[Problem requirements]
Please repeat the lines below, exactly and only, from the one that holds "one blank row." through the one that holds "table.remove_line(1).unwrap();".

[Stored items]
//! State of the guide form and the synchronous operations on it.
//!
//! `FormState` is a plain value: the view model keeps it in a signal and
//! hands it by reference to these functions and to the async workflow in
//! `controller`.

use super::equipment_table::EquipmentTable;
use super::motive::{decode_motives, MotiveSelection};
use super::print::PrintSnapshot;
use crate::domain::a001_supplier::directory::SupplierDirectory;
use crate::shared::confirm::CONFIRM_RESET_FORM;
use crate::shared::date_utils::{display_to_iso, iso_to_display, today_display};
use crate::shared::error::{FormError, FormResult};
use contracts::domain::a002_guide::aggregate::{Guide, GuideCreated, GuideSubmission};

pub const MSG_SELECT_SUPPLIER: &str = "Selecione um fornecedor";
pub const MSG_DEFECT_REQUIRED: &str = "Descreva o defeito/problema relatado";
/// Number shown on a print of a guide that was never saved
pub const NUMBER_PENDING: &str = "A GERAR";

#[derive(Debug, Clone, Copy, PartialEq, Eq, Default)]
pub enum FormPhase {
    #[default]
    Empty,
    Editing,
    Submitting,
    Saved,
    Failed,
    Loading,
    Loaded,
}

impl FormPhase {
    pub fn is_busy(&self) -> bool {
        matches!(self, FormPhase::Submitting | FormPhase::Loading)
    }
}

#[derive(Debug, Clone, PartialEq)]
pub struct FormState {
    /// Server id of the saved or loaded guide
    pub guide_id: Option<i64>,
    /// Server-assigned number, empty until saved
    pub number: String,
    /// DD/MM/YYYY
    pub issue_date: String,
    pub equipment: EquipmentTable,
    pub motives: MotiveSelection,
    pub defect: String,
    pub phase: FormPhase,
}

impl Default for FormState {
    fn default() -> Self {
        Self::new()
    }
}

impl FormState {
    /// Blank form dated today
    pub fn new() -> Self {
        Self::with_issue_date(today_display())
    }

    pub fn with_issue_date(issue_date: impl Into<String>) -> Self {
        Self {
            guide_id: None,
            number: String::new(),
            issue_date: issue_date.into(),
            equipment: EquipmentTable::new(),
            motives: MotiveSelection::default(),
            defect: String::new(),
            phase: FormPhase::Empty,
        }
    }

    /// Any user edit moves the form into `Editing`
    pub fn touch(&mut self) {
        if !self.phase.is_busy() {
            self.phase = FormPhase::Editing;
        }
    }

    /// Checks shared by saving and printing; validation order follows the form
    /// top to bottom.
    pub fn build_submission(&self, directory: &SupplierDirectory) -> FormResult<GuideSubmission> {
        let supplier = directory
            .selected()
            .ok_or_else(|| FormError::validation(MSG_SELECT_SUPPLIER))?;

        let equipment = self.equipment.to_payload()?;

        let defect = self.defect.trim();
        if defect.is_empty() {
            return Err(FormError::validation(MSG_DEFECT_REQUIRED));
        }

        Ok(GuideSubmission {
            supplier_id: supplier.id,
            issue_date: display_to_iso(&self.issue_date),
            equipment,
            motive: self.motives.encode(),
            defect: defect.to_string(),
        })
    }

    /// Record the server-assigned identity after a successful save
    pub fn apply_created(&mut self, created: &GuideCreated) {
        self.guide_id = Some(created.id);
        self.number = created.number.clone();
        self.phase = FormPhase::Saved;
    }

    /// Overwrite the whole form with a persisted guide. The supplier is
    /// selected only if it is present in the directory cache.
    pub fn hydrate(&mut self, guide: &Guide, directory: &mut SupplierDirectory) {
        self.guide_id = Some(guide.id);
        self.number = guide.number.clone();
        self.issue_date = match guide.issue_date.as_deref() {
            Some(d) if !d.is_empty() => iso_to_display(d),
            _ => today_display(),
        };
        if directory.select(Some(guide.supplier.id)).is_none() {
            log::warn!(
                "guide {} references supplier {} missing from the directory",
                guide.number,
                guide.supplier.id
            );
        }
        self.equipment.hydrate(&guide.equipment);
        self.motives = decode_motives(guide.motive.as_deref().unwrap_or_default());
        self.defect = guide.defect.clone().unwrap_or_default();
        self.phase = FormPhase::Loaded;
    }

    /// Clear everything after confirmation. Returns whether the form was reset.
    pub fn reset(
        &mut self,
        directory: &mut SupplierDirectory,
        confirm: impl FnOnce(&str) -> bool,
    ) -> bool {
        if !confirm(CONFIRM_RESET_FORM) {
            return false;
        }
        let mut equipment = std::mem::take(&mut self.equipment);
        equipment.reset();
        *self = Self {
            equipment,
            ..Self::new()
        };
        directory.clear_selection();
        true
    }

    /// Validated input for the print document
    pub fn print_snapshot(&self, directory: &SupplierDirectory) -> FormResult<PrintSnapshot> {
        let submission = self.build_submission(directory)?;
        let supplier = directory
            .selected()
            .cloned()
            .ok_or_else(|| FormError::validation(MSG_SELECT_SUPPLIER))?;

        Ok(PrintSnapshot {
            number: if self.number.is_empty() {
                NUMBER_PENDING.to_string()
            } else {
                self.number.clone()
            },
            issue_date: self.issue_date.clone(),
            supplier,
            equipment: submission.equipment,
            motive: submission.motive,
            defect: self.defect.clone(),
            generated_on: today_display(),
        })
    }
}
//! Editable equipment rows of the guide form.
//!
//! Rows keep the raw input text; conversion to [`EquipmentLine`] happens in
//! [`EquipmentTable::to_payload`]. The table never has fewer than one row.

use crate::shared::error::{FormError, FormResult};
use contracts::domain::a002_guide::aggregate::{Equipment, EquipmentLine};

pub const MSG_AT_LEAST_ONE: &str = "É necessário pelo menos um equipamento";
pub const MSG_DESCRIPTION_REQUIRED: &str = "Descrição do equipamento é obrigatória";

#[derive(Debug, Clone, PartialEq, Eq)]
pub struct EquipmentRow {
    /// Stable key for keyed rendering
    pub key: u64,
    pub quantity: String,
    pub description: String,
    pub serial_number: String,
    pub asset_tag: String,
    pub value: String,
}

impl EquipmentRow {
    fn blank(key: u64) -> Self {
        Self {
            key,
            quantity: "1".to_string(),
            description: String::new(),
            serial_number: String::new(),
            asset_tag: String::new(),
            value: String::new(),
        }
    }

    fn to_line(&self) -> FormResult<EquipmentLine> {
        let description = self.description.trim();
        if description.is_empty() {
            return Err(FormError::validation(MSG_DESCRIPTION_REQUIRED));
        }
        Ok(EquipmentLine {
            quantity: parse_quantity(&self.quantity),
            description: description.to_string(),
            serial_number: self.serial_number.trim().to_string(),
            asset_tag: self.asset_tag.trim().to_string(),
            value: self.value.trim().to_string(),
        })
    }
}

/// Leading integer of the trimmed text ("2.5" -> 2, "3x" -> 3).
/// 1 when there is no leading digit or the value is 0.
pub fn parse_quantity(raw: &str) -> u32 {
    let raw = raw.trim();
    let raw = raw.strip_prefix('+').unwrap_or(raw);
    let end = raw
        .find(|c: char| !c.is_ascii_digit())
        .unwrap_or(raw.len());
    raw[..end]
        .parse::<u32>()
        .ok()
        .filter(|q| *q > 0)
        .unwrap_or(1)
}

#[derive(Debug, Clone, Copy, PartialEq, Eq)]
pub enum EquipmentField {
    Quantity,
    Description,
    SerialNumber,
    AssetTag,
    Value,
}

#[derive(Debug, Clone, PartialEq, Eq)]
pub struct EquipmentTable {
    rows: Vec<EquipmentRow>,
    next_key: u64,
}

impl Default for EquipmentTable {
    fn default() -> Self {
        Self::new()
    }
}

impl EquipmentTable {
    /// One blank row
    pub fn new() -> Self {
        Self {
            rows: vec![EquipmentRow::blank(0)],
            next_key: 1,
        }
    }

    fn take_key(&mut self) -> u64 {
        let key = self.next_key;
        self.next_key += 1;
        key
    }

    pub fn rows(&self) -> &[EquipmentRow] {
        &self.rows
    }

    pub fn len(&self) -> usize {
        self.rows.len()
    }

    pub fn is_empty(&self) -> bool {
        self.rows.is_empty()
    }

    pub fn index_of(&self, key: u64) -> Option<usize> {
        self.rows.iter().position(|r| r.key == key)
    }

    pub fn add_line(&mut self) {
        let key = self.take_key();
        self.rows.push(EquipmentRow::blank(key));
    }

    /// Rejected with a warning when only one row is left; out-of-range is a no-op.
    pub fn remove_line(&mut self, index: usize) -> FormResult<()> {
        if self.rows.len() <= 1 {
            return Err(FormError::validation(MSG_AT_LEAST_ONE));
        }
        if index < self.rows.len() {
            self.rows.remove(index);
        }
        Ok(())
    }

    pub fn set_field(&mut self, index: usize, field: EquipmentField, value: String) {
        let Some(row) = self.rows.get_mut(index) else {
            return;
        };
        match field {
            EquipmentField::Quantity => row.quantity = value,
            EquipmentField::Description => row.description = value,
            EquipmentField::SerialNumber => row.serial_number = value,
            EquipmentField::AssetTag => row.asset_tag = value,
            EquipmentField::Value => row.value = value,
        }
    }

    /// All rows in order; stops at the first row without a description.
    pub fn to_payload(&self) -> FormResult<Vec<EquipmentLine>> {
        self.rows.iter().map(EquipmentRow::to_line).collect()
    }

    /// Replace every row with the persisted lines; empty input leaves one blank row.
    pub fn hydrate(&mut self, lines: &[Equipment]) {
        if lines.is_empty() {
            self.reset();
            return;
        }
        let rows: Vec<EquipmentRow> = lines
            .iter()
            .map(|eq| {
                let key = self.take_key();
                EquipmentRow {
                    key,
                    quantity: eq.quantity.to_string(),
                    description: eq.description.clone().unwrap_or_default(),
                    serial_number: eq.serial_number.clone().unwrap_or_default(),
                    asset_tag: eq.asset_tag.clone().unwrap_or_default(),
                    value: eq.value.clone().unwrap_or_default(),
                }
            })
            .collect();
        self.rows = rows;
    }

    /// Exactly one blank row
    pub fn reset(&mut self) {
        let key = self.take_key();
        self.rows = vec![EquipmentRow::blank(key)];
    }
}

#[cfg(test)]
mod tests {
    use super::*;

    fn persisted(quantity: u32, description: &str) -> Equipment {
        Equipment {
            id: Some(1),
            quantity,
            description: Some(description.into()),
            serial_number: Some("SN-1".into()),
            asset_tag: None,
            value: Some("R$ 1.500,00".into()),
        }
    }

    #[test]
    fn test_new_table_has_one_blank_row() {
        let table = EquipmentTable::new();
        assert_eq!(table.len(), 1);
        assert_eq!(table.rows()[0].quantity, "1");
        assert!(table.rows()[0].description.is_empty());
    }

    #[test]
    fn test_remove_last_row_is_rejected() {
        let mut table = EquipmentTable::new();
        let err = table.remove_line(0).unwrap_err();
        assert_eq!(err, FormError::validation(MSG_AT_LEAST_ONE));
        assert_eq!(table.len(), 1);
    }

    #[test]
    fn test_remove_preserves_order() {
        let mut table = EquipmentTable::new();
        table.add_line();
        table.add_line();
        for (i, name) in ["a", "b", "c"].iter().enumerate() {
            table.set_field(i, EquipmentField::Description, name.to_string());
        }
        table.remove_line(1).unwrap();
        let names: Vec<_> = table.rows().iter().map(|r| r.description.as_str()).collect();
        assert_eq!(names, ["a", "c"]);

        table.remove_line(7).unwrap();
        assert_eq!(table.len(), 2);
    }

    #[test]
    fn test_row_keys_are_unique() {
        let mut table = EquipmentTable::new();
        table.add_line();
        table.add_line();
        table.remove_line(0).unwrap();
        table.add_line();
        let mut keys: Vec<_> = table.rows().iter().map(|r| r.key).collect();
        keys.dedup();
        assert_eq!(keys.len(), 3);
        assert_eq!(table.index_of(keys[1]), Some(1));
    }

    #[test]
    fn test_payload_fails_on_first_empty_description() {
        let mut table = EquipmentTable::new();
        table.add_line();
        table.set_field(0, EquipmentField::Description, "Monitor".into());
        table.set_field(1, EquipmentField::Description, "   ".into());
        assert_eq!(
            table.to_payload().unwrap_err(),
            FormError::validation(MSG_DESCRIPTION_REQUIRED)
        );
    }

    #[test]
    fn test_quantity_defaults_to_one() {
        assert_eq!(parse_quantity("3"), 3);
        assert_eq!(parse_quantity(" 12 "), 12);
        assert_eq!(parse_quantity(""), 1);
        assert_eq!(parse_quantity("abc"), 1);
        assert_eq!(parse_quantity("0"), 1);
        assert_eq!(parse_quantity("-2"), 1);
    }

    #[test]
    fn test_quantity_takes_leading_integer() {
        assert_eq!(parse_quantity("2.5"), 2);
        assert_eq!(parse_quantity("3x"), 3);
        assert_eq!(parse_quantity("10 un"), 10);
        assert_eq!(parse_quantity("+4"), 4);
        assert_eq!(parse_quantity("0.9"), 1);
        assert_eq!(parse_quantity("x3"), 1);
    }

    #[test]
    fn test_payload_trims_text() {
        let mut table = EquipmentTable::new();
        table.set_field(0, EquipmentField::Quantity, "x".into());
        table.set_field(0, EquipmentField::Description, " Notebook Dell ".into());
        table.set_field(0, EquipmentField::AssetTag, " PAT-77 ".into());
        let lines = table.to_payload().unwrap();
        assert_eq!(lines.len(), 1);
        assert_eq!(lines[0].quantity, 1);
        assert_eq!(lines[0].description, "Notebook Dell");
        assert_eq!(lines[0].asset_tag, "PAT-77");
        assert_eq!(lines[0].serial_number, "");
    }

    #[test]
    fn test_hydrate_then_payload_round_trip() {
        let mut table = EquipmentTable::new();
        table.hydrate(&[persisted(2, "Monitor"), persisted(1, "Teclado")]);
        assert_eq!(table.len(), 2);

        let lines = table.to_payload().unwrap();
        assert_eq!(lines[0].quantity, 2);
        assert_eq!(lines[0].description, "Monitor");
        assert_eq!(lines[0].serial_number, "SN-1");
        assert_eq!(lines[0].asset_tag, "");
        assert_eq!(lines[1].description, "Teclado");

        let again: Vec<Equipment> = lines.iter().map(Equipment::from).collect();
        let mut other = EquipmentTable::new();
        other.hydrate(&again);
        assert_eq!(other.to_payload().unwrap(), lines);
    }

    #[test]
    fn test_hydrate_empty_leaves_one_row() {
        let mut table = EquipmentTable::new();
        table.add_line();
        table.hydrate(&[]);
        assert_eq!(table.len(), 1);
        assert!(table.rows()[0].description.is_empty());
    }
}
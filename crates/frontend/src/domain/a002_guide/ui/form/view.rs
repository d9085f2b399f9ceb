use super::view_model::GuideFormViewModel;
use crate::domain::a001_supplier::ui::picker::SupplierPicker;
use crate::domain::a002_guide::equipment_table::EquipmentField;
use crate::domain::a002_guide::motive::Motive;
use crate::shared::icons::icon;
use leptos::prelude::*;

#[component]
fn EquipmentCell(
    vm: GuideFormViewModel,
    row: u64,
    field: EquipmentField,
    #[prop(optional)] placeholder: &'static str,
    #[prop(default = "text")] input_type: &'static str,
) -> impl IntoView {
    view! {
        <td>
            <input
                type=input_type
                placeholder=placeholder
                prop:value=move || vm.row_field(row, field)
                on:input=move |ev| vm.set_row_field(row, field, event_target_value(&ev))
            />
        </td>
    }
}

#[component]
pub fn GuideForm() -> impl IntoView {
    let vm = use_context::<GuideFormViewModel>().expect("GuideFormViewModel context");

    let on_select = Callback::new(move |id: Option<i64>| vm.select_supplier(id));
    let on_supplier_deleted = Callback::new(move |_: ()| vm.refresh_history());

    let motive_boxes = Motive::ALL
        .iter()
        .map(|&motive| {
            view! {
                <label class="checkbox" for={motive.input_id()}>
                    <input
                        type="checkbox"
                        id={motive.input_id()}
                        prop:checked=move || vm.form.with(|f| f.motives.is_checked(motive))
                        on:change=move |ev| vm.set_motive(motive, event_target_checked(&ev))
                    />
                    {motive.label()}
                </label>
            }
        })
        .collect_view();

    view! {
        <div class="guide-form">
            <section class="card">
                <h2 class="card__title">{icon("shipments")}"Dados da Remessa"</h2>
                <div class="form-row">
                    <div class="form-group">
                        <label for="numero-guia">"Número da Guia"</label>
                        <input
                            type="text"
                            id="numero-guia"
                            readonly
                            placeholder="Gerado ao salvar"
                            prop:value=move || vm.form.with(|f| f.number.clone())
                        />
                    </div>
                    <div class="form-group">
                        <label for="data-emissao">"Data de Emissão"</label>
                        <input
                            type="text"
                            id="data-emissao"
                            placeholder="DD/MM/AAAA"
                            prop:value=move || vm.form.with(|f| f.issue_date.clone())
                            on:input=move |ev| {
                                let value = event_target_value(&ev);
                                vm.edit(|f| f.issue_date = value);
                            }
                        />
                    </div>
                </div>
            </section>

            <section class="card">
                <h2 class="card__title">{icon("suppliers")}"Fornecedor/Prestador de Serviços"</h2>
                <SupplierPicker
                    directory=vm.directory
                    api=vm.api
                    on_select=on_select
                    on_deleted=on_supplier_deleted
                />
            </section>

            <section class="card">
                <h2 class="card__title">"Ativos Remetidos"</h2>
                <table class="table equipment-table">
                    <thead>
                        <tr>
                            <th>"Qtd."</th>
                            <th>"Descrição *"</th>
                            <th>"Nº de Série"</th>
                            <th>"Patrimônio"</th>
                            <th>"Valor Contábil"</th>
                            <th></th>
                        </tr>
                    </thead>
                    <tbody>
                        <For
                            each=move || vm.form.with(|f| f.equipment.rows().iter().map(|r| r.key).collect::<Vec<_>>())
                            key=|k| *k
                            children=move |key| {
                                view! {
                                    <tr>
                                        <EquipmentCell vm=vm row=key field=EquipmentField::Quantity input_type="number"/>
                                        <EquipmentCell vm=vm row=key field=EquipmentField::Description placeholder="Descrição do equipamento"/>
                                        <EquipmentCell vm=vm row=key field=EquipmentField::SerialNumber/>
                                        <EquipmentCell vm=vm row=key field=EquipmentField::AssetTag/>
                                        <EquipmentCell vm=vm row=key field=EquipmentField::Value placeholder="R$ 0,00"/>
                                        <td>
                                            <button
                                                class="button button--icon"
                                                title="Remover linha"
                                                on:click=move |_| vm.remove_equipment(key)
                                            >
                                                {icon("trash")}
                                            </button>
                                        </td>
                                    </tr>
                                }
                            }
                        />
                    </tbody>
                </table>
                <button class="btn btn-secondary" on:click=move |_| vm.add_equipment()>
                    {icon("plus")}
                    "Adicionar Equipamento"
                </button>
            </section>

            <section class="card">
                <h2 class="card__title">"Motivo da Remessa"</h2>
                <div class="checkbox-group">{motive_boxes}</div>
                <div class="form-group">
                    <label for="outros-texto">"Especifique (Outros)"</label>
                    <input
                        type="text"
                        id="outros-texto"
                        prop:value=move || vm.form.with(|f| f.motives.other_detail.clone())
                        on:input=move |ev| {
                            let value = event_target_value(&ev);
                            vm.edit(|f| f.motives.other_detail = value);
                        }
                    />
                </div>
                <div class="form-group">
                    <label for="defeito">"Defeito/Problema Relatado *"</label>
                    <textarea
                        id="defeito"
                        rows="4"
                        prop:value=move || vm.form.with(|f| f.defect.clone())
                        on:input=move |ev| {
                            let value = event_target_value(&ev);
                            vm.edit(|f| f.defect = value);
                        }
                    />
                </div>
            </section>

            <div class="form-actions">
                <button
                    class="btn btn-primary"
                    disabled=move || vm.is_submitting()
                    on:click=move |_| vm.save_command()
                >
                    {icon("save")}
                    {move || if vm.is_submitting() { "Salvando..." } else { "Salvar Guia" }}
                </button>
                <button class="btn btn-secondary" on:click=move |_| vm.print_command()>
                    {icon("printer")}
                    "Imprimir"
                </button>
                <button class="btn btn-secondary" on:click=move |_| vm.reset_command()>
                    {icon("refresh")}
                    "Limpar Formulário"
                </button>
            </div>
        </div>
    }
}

[Answer to this exercise]
    /// Replace every row with the persisted lines; empty input leaves one blank row.
    pub fn hydrate(&mut self, lines: &[Equipment]) {
        if lines.is_empty() {
            self.reset();
            return;
        }
        let rows: Vec<EquipmentRow> = lines
            .iter()
            .map(|eq| {
                let key = self.take_key();
                EquipmentRow {
                    key,
                    quantity: eq.quantity.to_string(),
                    description: eq.description.clone().unwrap_or_default(),
                    serial_number: eq.serial_number.clone().unwrap_or_default(),
                    asset_tag: eq.asset_tag.clone().unwrap_or_default(),
                    value: eq.value.clone().unwrap_or_default(),
                }
            })
            .collect();
        self.rows = rows;
    }

    /// Exactly one blank row
    pub fn reset(&mut self) {
        let key = self.take_key();
        self.rows = vec![EquipmentRow::blank(key)];
    }
}

#[cfg(test)]
mod tests {
    use super::*;

    fn persisted(quantity: u32, description: &str) -> Equipment {
        Equipment {
            id: Some(1),
            quantity,
            description: Some(description.into()),
            serial_number: Some("SN-1".into()),
            asset_tag: None,
            value: Some("R$ 1.500,00".into()),
        }
    }

    #[test]
    fn test_new_table_has_one_blank_row() {
        let table = EquipmentTable::new();
        assert_eq!(table.len(), 1);
        assert_eq!(table.rows()[0].quantity, "1");
        assert!(table.rows()[0].description.is_empty());
    }

    #[test]
    fn test_remove_last_row_is_rejected() {
        let mut table = EquipmentTable::new();
        let err = table.remove_line(0).unwrap_err();
        assert_eq!(err, FormError::validation(MSG_AT_LEAST_ONE));
        assert_eq!(table.len(), 1);
    }

    #[test]
    fn test_remove_preserves_order() {
        let mut table = EquipmentTable::new();
        table.add_line();
        table.add_line();
        for (i, name) in ["a", "b", "c"].iter().enumerate() {
            table.set_field(i, EquipmentField::Description, name.to_string());
        }
        table.remove_line(1).unwrap();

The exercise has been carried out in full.